◆ Work item ◆
Begin with the first line of the entries below and reproduce each line exactly, ending with the line that holds "to open connections.".

--- Task inputs Enclosed Below ---

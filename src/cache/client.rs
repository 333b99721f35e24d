//! Cache client abstraction and the Redis-backed implementation.

use async_trait::async_trait;
use redis::aio::MultiplexedConnection;
use redis::AsyncCommands;
use tokio::sync::RwLock;
use tracing::{debug, instrument};

use crate::error::CacheError;

/// Operations the counter needs from a key-value cache.
///
/// Implementations must be safe to share between concurrent request tasks;
/// `connect` may be called again after a failure to replace the handle.
#[async_trait]
pub trait CacheClient: Send + Sync {
    /// Perform the connection handshake.
    async fn connect(&self) -> Result<(), CacheError>;

    /// Read a raw string value. `Ok(None)` when the key is absent.
    async fn get(&self, key: &str) -> Result<Option<String>, CacheError>;

    /// Atomically increment `key` by one and return the new value.
    async fn incr(&self, key: &str) -> Result<i64, CacheError>;

    /// Round-trip on the current connection without touching any key.
    async fn ping(&self) -> Result<(), CacheError>;

    /// Human-readable endpoint for log records.
    fn endpoint(&self) -> String;
}

/// Redis client over a multiplexed async connection.
pub struct RedisCache {
    /// Client used to open connections.
    client: redis::Client,
    /// Endpoint string (host:port).
    endpoint: String,
    /// Current connection handle, replaced on every successful `connect`.
    connection: RwLock<Option<MultiplexedConnection>>,
}

impl RedisCache {
    /// Create a client for `redis://host:port/`. Does not connect.
    pub fn new(host: &str, port: u16) -> Result<Self, CacheError> {
        let url = format!("redis://{}:{}/", host, port);
        let client = redis::Client::open(url).map_err(CacheError::from)?;

        Ok(Self {
            client,
            endpoint: format!("{}:{}", host, port),
            connection: RwLock::new(None),
        })
    }

    /// Clone the current handle; the multiplexed connection pipelines
    /// requests from all clones.
    async fn handle(&self) -> Result<MultiplexedConnection, CacheError> {
        self.connection
            .read()
            .await
            .clone()
            .ok_or(CacheError::NotConnected)
    }
}

impl std::fmt::Debug for RedisCache {
    fn fmt(&self, f: &mut std::fmt::Formatter<'_>) -> std::fmt::Result {
        f.debug_struct("RedisCache")
            .field("endpoint", &self.endpoint)
            .finish_non_exhaustive()
    }
}

#[async_trait]
impl CacheClient for RedisCache {
    #[instrument(skip(self), fields(endpoint = %self.endpoint))]
    async fn connect(&self) -> Result<(), CacheError> {
        let mut conn = self.client.get_multiplexed_async_connection().await?;

        // Opening a multiplexed connection only dials the socket; PING proves
        // the server actually speaks the protocol.
        let _: String = redis::cmd("PING").query_async(&mut conn).await?;

        *self.connection.write().await = Some(conn);
        debug!("Redis handshake complete");
        Ok(())
    }

    async fn get(&self, key: &str) -> Result<Option<String>, CacheError> {
        let mut conn = self.handle().await?;
        let value: Option<String> = conn.get(key).await?;
        Ok(value)
    }

    async fn incr(&self, key: &str) -> Result<i64, CacheError> {
        let mut conn = self.handle().await?;
        let value: i64 = conn.incr(key, 1).await?;
        Ok(value)
    }

    async fn ping(&self) -> Result<(), CacheError> {
        let mut conn = self.handle().await?;
        let _: String = redis::cmd("PING").query_async(&mut conn).await?;
        Ok(())
    }

    fn endpoint(&self) -> String {
        self.endpoint.clone()
    }
}
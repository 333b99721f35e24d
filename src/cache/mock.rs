//! Mock cache client for unit testing.
//!
//! This module provides an in-process stand-in for Redis so the monitor and
//! counter can be exercised without a network dependency.

use std::collections::HashMap;
use std::sync::atomic::{AtomicBool, AtomicU64, Ordering};
use std::sync::{Arc, Mutex};

use async_trait::async_trait;

use super::client::CacheClient;
use crate::error::CacheError;

/// Configuration for mock client behavior.
#[derive(Debug, Clone, Default)]
pub struct MockConfig {
    /// Whether the handshake fails.
    pub fail_connect: bool,
    /// Simulated latency in milliseconds, applied to every operation.
    pub latency_ms: u64,
}

/// Mock cache client for testing.
///
/// Clones share the same store and switches, so a test can keep a handle
/// and flip failure modes while the service under test holds another.
#[derive(Debug, Clone)]
pub struct MockCacheClient {
    /// Mock configuration.
    config: MockConfig,
    /// Stored values by key.
    store: Arc<Mutex<HashMap<String, String>>>,
    /// When set, every call fails with a connection error.
    disconnected: Arc<AtomicBool>,
    /// When set, calls on the current handle fail with a connection error
    /// but new handshakes still succeed.
    dropped: Arc<AtomicBool>,
    /// When set, every call fails with a reply error.
    reply_errors: Arc<AtomicBool>,
    /// Number of handshakes attempted.
    connect_calls: Arc<AtomicU64>,
    /// Number of pings received.
    ping_calls: Arc<AtomicU64>,
}

impl MockCacheClient {
    /// Create a new mock client with default configuration.
    pub fn new() -> Self {
        Self::with_config(MockConfig::default())
    }

    /// Create a mock client with custom configuration.
    pub fn with_config(config: MockConfig) -> Self {
        Self {
            config,
            store: Arc::new(Mutex::new(HashMap::new())),
            disconnected: Arc::new(AtomicBool::new(false)),
            dropped: Arc::new(AtomicBool::new(false)),
            reply_errors: Arc::new(AtomicBool::new(false)),
            connect_calls: Arc::new(AtomicU64::new(0)),
            ping_calls: Arc::new(AtomicU64::new(0)),
        }
    }

    /// Set a raw value.
    pub fn set(&self, key: &str, value: &str) {
        self.store
            .lock()
            .unwrap()
            .insert(key.to_string(), value.to_string());
    }

    /// Read a raw value without going through the client interface.
    pub fn peek(&self, key: &str) -> Option<String> {
        self.store.lock().unwrap().get(key).cloned()
    }

    /// Simulate the server going away (or coming back).
    pub fn set_disconnected(&self, disconnected: bool) {
        self.disconnected.store(disconnected, Ordering::SeqCst);
    }

    /// Simulate the current connection dying while the server stays
    /// reachable for a fresh handshake.
    pub fn set_dropped(&self, dropped: bool) {
        self.dropped.store(dropped, Ordering::SeqCst);
    }

    /// Make every call fail with a reply-level error.
    pub fn set_reply_errors(&self, enabled: bool) {
        self.reply_errors.store(enabled, Ordering::SeqCst);
    }

    /// Number of `connect` calls seen so far.
    pub fn connect_calls(&self) -> u64 {
        self.connect_calls.load(Ordering::SeqCst)
    }

    /// Number of `ping` calls seen so far.
    pub fn ping_calls(&self) -> u64 {
        self.ping_calls.load(Ordering::SeqCst)
    }

    async fn simulate_latency(&self) {
        if self.config.latency_ms > 0 {
            tokio::time::sleep(std::time::Duration::from_millis(self.config.latency_ms)).await;
        }
    }

    fn check_call(&self) -> Result<(), CacheError> {
        if self.disconnected.load(Ordering::SeqCst) || self.dropped.load(Ordering::SeqCst) {
            return Err(CacheError::Connection("Mock connection dropped".to_string()));
        }
        if self.reply_errors.load(Ordering::SeqCst) {
            return Err(CacheError::Command("Mock reply error".to_string()));
        }
        Ok(())
    }
}

impl Default for MockCacheClient {
    fn default() -> Self {
        Self::new()
    }
}

#[async_trait]
impl CacheClient for MockCacheClient {
    async fn connect(&self) -> Result<(), CacheError> {
        self.connect_calls.fetch_add(1, Ordering::SeqCst);
        self.simulate_latency().await;

        if self.config.fail_connect || self.disconnected.load(Ordering::SeqCst) {
            return Err(CacheError::Connection("Mock connection refused".to_string()));
        }
        Ok(())
    }

    async fn get(&self, key: &str) -> Result<Option<String>, CacheError> {
        self.simulate_latency().await;
        self.check_call()?;
        Ok(self.peek(key))
    }

    async fn incr(&self, key: &str) -> Result<i64, CacheError> {
        self.simulate_latency().await;
        self.check_call()?;

        let mut store = self.store.lock().unwrap();
        let current = match store.get(key) {
            Some(raw) => raw.parse::<i64>().map_err(|_| {
                CacheError::Command("ERR value is not an integer or out of range".to_string())
            })?,
            None => 0,
        };
        let next = current + 1;
        store.insert(key.to_string(), next.to_string());
        Ok(next)
    }

    async fn ping(&self) -> Result<(), CacheError> {
        self.ping_calls.fetch_add(1, Ordering::SeqCst);
        self.simulate_latency().await;
        self.check_call()
    }

    fn endpoint(&self) -> String {
        "mock".to_string()
    }
}

#[cfg(test)]
mod tests {
    use super::*;

    #[tokio::test]
    async fn mock_client_incr_from_absent() {
        let client = MockCacheClient::new();

        assert_eq!(client.get("counter").await.unwrap(), None);
        assert_eq!(client.incr("counter").await.unwrap(), 1);
        assert_eq!(client.incr("counter").await.unwrap(), 2);
        assert_eq!(client.get("counter").await.unwrap(), Some("2".to_string()));
    }

    #[tokio::test]
    async fn mock_client_failure_modes() {
        let config = MockConfig {
            fail_connect: true,
            ..Default::default()
        };
        let client = MockCacheClient::with_config(config);
        assert!(client.connect().await.is_err());
        assert_eq!(client.connect_calls(), 1);

        let client = MockCacheClient::new();
        client.set_disconnected(true);
        assert!(client.get("k").await.unwrap_err().is_connection_level());

        client.set_disconnected(false);
        client.set_reply_errors(true);
        assert!(!client.incr("k").await.unwrap_err().is_connection_level());
    }

    #[tokio::test]
    async fn mock_client_dropped_handle_still_reconnects() {
        let client = MockCacheClient::new();
        client.set_dropped(true);

        assert!(client.ping().await.unwrap_err().is_connection_level());
        assert!(client.connect().await.is_ok());
        assert_eq!(client.ping_calls(), 1);
    }

    #[tokio::test]
    async fn mock_client_rejects_non_integer_incr() {
        let client = MockCacheClient::new();
        client.set("counter", "abc");

        assert!(matches!(
            client.incr("counter").await,
            Err(CacheError::Command(_))
        ));
    }
}
//! Unified error types for the API.

use axum::http::StatusCode;
use axum::response::{IntoResponse, Response};
use axum::Json;
use serde_json::json;
use thiserror::Error;

/// Unified error type for startup and process-level failures.
#[derive(Error, Debug)]
pub enum AppError {
    /// Configuration loading error.
    #[error("configuration error: {0}")]
    Config(#[from] envy::Error),

    /// Configuration failed semantic validation.
    #[error("invalid configuration: {0}")]
    InvalidConfig(String),

    /// Cache client construction error.
    #[error("cache error: {0}")]
    Cache(#[from] CacheError),

    /// IO error.
    #[error("io error: {0}")]
    Io(#[from] std::io::Error),
}

/// Errors raised by the external cache layer.
///
/// None of these ever reach an HTTP caller; the connectivity monitor and the
/// counter service absorb them into a degraded response.
#[derive(Error, Debug, Clone, PartialEq, Eq)]
pub enum CacheError {
    /// Connection refused, dropped, or never established.
    #[error("connection error: {0}")]
    Connection(String),

    /// The server answered with an error reply.
    #[error("command error: {0}")]
    Command(String),

    /// The operation did not finish within its deadline.
    #[error("{operation} timed out after {timeout_ms}ms")]
    Timeout {
        /// Operation that timed out.
        operation: &'static str,
        /// Deadline in milliseconds.
        timeout_ms: u64,
    },

    /// The stored counter value is not a non-negative integer.
    #[error("invalid counter value: {0}")]
    InvalidValue(String),

    /// No connection handle is available.
    #[error("not connected")]
    NotConnected,
}

impl CacheError {
    /// Whether this error means the connection itself is unusable.
    ///
    /// Reply-level failures (`Command`, `InvalidValue`) leave the connection
    /// healthy.
    pub fn is_connection_level(&self) -> bool {
        matches!(
            self,
            CacheError::Connection(_) | CacheError::Timeout { .. } | CacheError::NotConnected
        )
    }

    /// Short label used for metrics.
    pub fn kind(&self) -> &'static str {
        match self {
            CacheError::Connection(_) => "connection",
            CacheError::Command(_) => "command",
            CacheError::Timeout { .. } => "timeout",
            CacheError::InvalidValue(_) => "invalid_value",
            CacheError::NotConnected => "not_connected",
        }
    }
}

impl From<redis::RedisError> for CacheError {
    fn from(err: redis::RedisError) -> Self {
        if err.is_io_error()
            || err.is_connection_dropped()
            || err.is_connection_refusal()
            || err.is_timeout()
        {
            CacheError::Connection(err.to_string())
        } else {
            CacheError::Command(err.to_string())
        }
    }
}

/// Errors surfaced to HTTP callers.
#[derive(Error, Debug)]
pub enum ApiError {
    /// Request body failed presence checks.
    #[error("{0}")]
    Validation(String),

    /// Requested resource does not exist.
    #[error("{0}")]
    NotFound(String),

    /// Unexpected server-side failure.
    #[error("{0}")]
    Internal(String),
}

impl ApiError {
    fn status(&self) -> StatusCode {
        match self {
            ApiError::Validation(_) => StatusCode::BAD_REQUEST,
            ApiError::NotFound(_) => StatusCode::NOT_FOUND,
            ApiError::Internal(_) => StatusCode::INTERNAL_SERVER_ERROR,
        }
    }
}

impl IntoResponse for ApiError {
    fn into_response(self) -> Response {
        let status = self.status();
        if status.is_server_error() {
            tracing::error!(error = %self, "request failed");
        }
        (status, Json(json!({ "success": false, "error": self.to_string() }))).into_response()
    }
}

/// Convenient Result type alias.
pub type Result<T> = std::result::Result<T, AppError>;
//! Lifecycle of the optional cache connection.
//!
//! The monitor owns the client handle and the [`ConnectivityState`]. State
//! lives in a `watch` channel: readers never block, every transition is
//! applied atomically through [`ConnectivityState::on_event`], and
//! subscribers (the reconnect loop, tests) observe each change.
//!
//! Each successful `initiate()` starts a new attempt generation. Failures
//! reported with an older generation belong to a connection that has already
//! been replaced and are dropped.

use std::sync::atomic::{AtomicU64, Ordering};
use std::sync::Arc;
use std::time::Duration;

use tokio::sync::{broadcast, watch};
use tokio::task::JoinHandle;
use tokio::time;
use tracing::{debug, info, warn};

use super::client::CacheClient;
use super::reconnect::ReconnectPolicy;
use super::state::{ConnectivityEvent, ConnectivityState};
use crate::applog::AppLog;
use crate::error::CacheError;
use crate::metrics;

/// Owns the cache connection and its availability signal.
pub struct ConnectivityMonitor {
    /// Underlying cache client.
    client: Arc<dyn CacheClient>,
    /// Current state; the sender is the single writer.
    state: watch::Sender<ConnectivityState>,
    /// Current attempt generation. Only written under the `state` lock.
    generation: AtomicU64,
    /// Deadline for the handshake and for health-check pings.
    connect_timeout: Duration,
    /// Application log for attempt/success/failure records.
    log: Arc<AppLog>,
}

impl ConnectivityMonitor {
    /// Create a monitor in the `Unknown` state. Does not connect.
    pub fn new(client: Arc<dyn CacheClient>, connect_timeout: Duration, log: Arc<AppLog>) -> Self {
        let (state, _) = watch::channel(ConnectivityState::Unknown);
        Self {
            client,
            state,
            generation: AtomicU64::new(0),
            connect_timeout,
            log,
        }
    }

    /// The shared client handle.
    pub fn client(&self) -> &Arc<dyn CacheClient> {
        &self.client
    }

    /// Latest known state. Never blocks.
    pub fn current_state(&self) -> ConnectivityState {
        *self.state.borrow()
    }

    /// Generation of the latest connection attempt.
    ///
    /// Capture it before a remote call and hand it to [`Self::on_error_from`]
    /// so a late failure cannot clobber a newer attempt.
    pub fn generation(&self) -> u64 {
        self.generation.load(Ordering::SeqCst)
    }

    /// Receive every subsequent state change.
    pub fn subscribe(&self) -> watch::Receiver<ConnectivityState> {
        self.state.subscribe()
    }

    /// Apply an event; returns the new state if a transition happened.
    ///
    /// With `Some(generation)`, the event is dropped unless it belongs to the
    /// current attempt.
    fn apply(&self, event: &ConnectivityEvent, generation: Option<u64>) -> Option<ConnectivityState> {
        let mut transition = None;
        self.state.send_if_modified(|state| {
            if generation.is_some_and(|g| g != self.generation.load(Ordering::SeqCst)) {
                return false;
            }
            match state.on_event(event) {
                Some(next) => {
                    if matches!(event, ConnectivityEvent::ConnectStarted) {
                        self.generation.fetch_add(1, Ordering::SeqCst);
                    }
                    transition = Some((*state, next));
                    *state = next;
                    true
                }
                None => false,
            }
        });

        let (from, to) = transition?;
        debug!(from = %from, to = %to, generation = self.generation(), "Cache connectivity transition");
        metrics::inc_cache_transitions(to);
        Some(to)
    }

    /// Start a connection attempt in the background.
    ///
    /// No-op (returns `None`) while already connecting or connected. The
    /// returned handle resolves once the attempt has been classified; callers
    /// are free to drop it.
    pub fn initiate(self: &Arc<Self>) -> Option<JoinHandle<()>> {
        if self.apply(&ConnectivityEvent::ConnectStarted, None).is_none() {
            debug!(state = %self.current_state(), "Connect attempt skipped");
            return None;
        }
        let generation = self.generation();

        let endpoint = self.client.endpoint();
        info!(endpoint = %endpoint, generation = generation, "Connecting to Redis");
        self.log
            .append(&format!("Attempting Redis connection to {}", endpoint));

        let monitor = Arc::clone(self);
        Some(tokio::spawn(async move {
            let outcome = time::timeout(monitor.connect_timeout, monitor.client.connect())
                .await
                .unwrap_or_else(|_| {
                    Err(CacheError::Timeout {
                        operation: "connect",
                        timeout_ms: monitor.connect_timeout.as_millis() as u64,
                    })
                });

            match outcome {
                Ok(()) => monitor.connected(Some(generation)),
                Err(e) => monitor.failed(Some(generation), &e.to_string()),
            }
        }))
    }

    /// Handshake completed.
    pub fn on_connected(&self) {
        self.connected(None);
    }

    /// Connection-level failure. Never propagates.
    pub fn on_error(&self, reason: &str) {
        self.failed(None, reason);
    }

    /// Connection-level failure observed by a call that started under
    /// `generation`. Ignored if a newer attempt has begun since.
    pub fn on_error_from(&self, generation: u64, reason: &str) {
        self.failed(Some(generation), reason);
    }

    fn connected(&self, generation: Option<u64>) {
        if self.apply(&ConnectivityEvent::Connected, generation).is_some() {
            info!(endpoint = %self.client.endpoint(), "Connected to Redis");
            self.log.append("Connected to Redis successfully");
        } else {
            debug!(state = %self.current_state(), "Ignoring stale connect notification");
        }
    }

    fn failed(&self, generation: Option<u64>, reason: &str) {
        if self
            .apply(&ConnectivityEvent::Failed(reason.to_string()), generation)
            .is_some()
        {
            warn!(reason = %reason, "Redis connection error");
            self.log
                .append(&format!("Redis connection error: {}", reason));
        } else {
            debug!(reason = %reason, state = %self.current_state(), "Ignoring error notification");
        }
    }

    /// Ping the server once if connected, downgrading on a dead connection.
    ///
    /// Reply-level errors leave the state untouched.
    pub async fn check_connection(&self) {
        if !self.current_state().is_connected() {
            return;
        }
        let generation = self.generation();

        let outcome = time::timeout(self.connect_timeout, self.client.ping())
            .await
            .unwrap_or_else(|_| {
                Err(CacheError::Timeout {
                    operation: "PING",
                    timeout_ms: self.connect_timeout.as_millis() as u64,
                })
            });

        match outcome {
            Ok(()) => debug!("Redis health check ok"),
            Err(e) if e.is_connection_level() => {
                warn!(error = %e, "Redis health check failed");
                self.on_error_from(generation, &e.to_string());
            }
            Err(e) => debug!(error = %e, "Redis health check got an error reply"),
        }
    }

    /// Ping the server every `interval` while connected, so a dropped
    /// connection is noticed without request traffic.
    pub fn spawn_health_check(
        self: &Arc<Self>,
        interval: Duration,
        mut shutdown: broadcast::Receiver<()>,
    ) -> JoinHandle<()> {
        let monitor = Arc::clone(self);
        info!(interval_ms = interval.as_millis() as u64, "Redis health check starting");

        tokio::spawn(async move {
            let mut ticker = time::interval(interval);
            ticker.set_missed_tick_behavior(time::MissedTickBehavior::Delay);

            loop {
                tokio::select! {
                    _ = ticker.tick() => monitor.check_connection().await,
                    _ = shutdown.recv() => break,
                }
            }

            debug!("Redis health check stopped");
        })
    }

    /// Reconnect with backoff whenever the state becomes `Unavailable`.
    ///
    /// Returns `None` when the policy is disabled.
    pub fn spawn_reconnect(
        self: &Arc<Self>,
        policy: ReconnectPolicy,
        mut shutdown: broadcast::Receiver<()>,
    ) -> Option<JoinHandle<()>> {
        if !policy.enabled {
            info!("Redis reconnect disabled");
            return None;
        }

        let monitor = Arc::clone(self);
        let mut states = self.subscribe();

        Some(tokio::spawn(async move {
            let mut attempt = 0u32;

            loop {
                let state = *states.borrow_and_update();
                match state {
                    ConnectivityState::Connected => attempt = 0,
                    ConnectivityState::Unavailable => {
                        let delay = policy.next_delay(attempt);
                        attempt = attempt.saturating_add(1);
                        info!(attempt = attempt, delay_ms = delay.as_millis() as u64, "Reconnecting to Redis after delay");

                        tokio::select! {
                            _ = time::sleep(delay) => {
                                monitor.initiate();
                            }
                            _ = shutdown.recv() => break,
                        }
                        continue;
                    }
                    ConnectivityState::Unknown | ConnectivityState::Connecting => {}
                }

                tokio::select! {
                    changed = states.changed() => {
                        if changed.is_err() {
                            break;
                        }
                    }
                    _ = shutdown.recv() => break,
                }
            }

            debug!("Reconnect loop stopped");
        }))
    }
}
//! Sample HTTP API with a Redis-backed counter.
//!
//! The counter degrades instead of failing when Redis is unreachable:
//!
//! ```text
//! GET  /counter            Connected → {counter: n, storage: "redis"}
//!                          otherwise → {counter: fallback, storage: "memory"}
//! POST /counter/increment  Connected → {counter: n+1, storage: "redis"}
//!                          otherwise → {counter: "Redis not available",
//!                                       storage: "not available"}
//! ```
//!
//! # Modules
//!
//! - [`config`]: Configuration loading from environment
//! - [`error`]: Unified error types
//! - [`cache`]: Connectivity state machine, Redis client, monitor
//! - [`counter`]: Degraded-mode counter service
//! - [`users`]: In-memory user list
//! - [`applog`]: Append-only application log file
//! - [`api`]: HTTP routes and handlers
//! - [`metrics`]: Prometheus metrics
//! - [`utils`]: Utility functions

pub mod api;
pub mod applog;
pub mod cache;
pub mod config;
pub mod counter;
pub mod error;
pub mod metrics;
pub mod users;
pub mod utils;

pub use config::Config;
pub use error::{AppError, Result};
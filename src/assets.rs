//! Built-in visual assets: the logo bitmap and the box sprite.
//!
//! Assets are defined on a virtual pixel grid where one terminal cell is
//! `CELL_WIDTH` x `CELL_HEIGHT` pixels. Art rows are given one character per
//! cell; a space means "transparent".

use std::rc::Rc;

use crate::types::{Color, NamedColor, Style};

/// Pixel width of one terminal cell.
pub const CELL_WIDTH: i32 = 8;
/// Pixel height of one terminal cell.
pub const CELL_HEIGHT: i32 = 16;

const LOGO_ART: [&str; 4] = [
    "╭──────────────────────────╮",
    "│  l  i  n  a  r  o        │",
    "│                          │",
    "╰──────────────────────────╯",
];

const BOX_WIDTH: i32 = 24;
const BOX_HEIGHT: i32 = 16;
const BOX_CHAR: char = '█';

/// A static image made of character art.
#[derive(Debug, Clone, PartialEq)]
pub struct Bitmap {
    width: i32,
    height: i32,
    rows: Vec<Vec<char>>,
    style: Style,
}

impl Bitmap {
    /// Build a bitmap from art rows. Shorter rows are padded with
    /// transparent cells.
    pub fn from_art(art: &[&str], style: Style) -> Self {
        let rows: Vec<Vec<char>> = art.iter().map(|r| r.chars().collect()).collect();
        let cols = rows.iter().map(Vec::len).max().unwrap_or(0);
        Bitmap {
            width: cols as i32 * CELL_WIDTH,
            height: rows.len() as i32 * CELL_HEIGHT,
            rows,
            style,
        }
    }

    pub fn width(&self) -> i32 {
        self.width
    }

    pub fn height(&self) -> i32 {
        self.height
    }

    pub fn style(&self) -> &Style {
        &self.style
    }

    /// The character at bitmap-local pixel (`x`, `y`), or `None` where the
    /// bitmap is transparent or out of range.
    pub fn sample(&self, x: i32, y: i32) -> Option<char> {
        if x < 0 || y < 0 || x >= self.width || y >= self.height {
            return None;
        }
        let row = self.rows.get((y / CELL_HEIGHT) as usize)?;
        match row.get((x / CELL_WIDTH) as usize) {
            Some(' ') | None => None,
            Some(&c) => Some(c),
        }
    }
}

/// A solid, resizable shape with an intrinsic size.
#[derive(Debug, Clone, PartialEq)]
pub struct Sprite {
    pub intrinsic_width: i32,
    pub intrinsic_height: i32,
    pub ch: char,
    pub style: Style,
}

/// Everything the director needs from the asset provider.
#[derive(Debug, Clone)]
pub struct Assets {
    pub logo: Rc<Bitmap>,
    pub box_sprite: Rc<Sprite>,
    /// Display density scalar applied to layout offsets.
    pub density: f32,
}

impl Assets {
    pub fn builtin(density: f32) -> Self {
        let logo = Bitmap::from_art(
            &LOGO_ART,
            Style {
                fg: Some(Color::Named(NamedColor::White)),
                bold: true,
                ..Default::default()
            },
        );
        let box_sprite = Sprite {
            intrinsic_width: BOX_WIDTH,
            intrinsic_height: BOX_HEIGHT,
            ch: BOX_CHAR,
            style: Style {
                fg: Some(Color::rgb(0x6d, 0xc0, 0x48)),
                ..Default::default()
            },
        };
        Assets {
            logo: Rc::new(logo),
            box_sprite: Rc::new(box_sprite),
            density,
        }
    }
}

impl Default for Assets {
    fn default() -> Self {
        Self::builtin(1.0)
    }
}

--- End of Enclosed Task inputs ---

◆ Problem solution ◆
filename src/cache/client.rs
repository 333b99721f35e24d
//! Cache client abstraction and the Redis-backed implementation.

use async_trait::async_trait;
use redis::aio::MultiplexedConnection;
use redis::AsyncCommands;
use tokio::sync::RwLock;
use tracing::{debug, instrument};

use crate::error::CacheError;

/// Operations the counter needs from a key-value cache.
///
/// Implementations must be safe to share between concurrent request tasks;
/// `connect` may be called again after a failure to replace the handle.
#[async_trait]
pub trait CacheClient: Send + Sync {
    /// Perform the connection handshake.
    async fn connect(&self) -> Result<(), CacheError>;

    /// Read a raw string value. `Ok(None)` when the key is absent.
    async fn get(&self, key: &str) -> Result<Option<String>, CacheError>;

    /// Atomically increment `key` by one and return the new value.
    async fn incr(&self, key: &str) -> Result<i64, CacheError>;

    /// Round-trip on the current connection without touching any key.
    async fn ping(&self) -> Result<(), CacheError>;

    /// Human-readable endpoint for log records.
    fn endpoint(&self) -> String;
}

/// Redis client over a multiplexed async connection.
pub struct RedisCache {
    /// Client used to open connections.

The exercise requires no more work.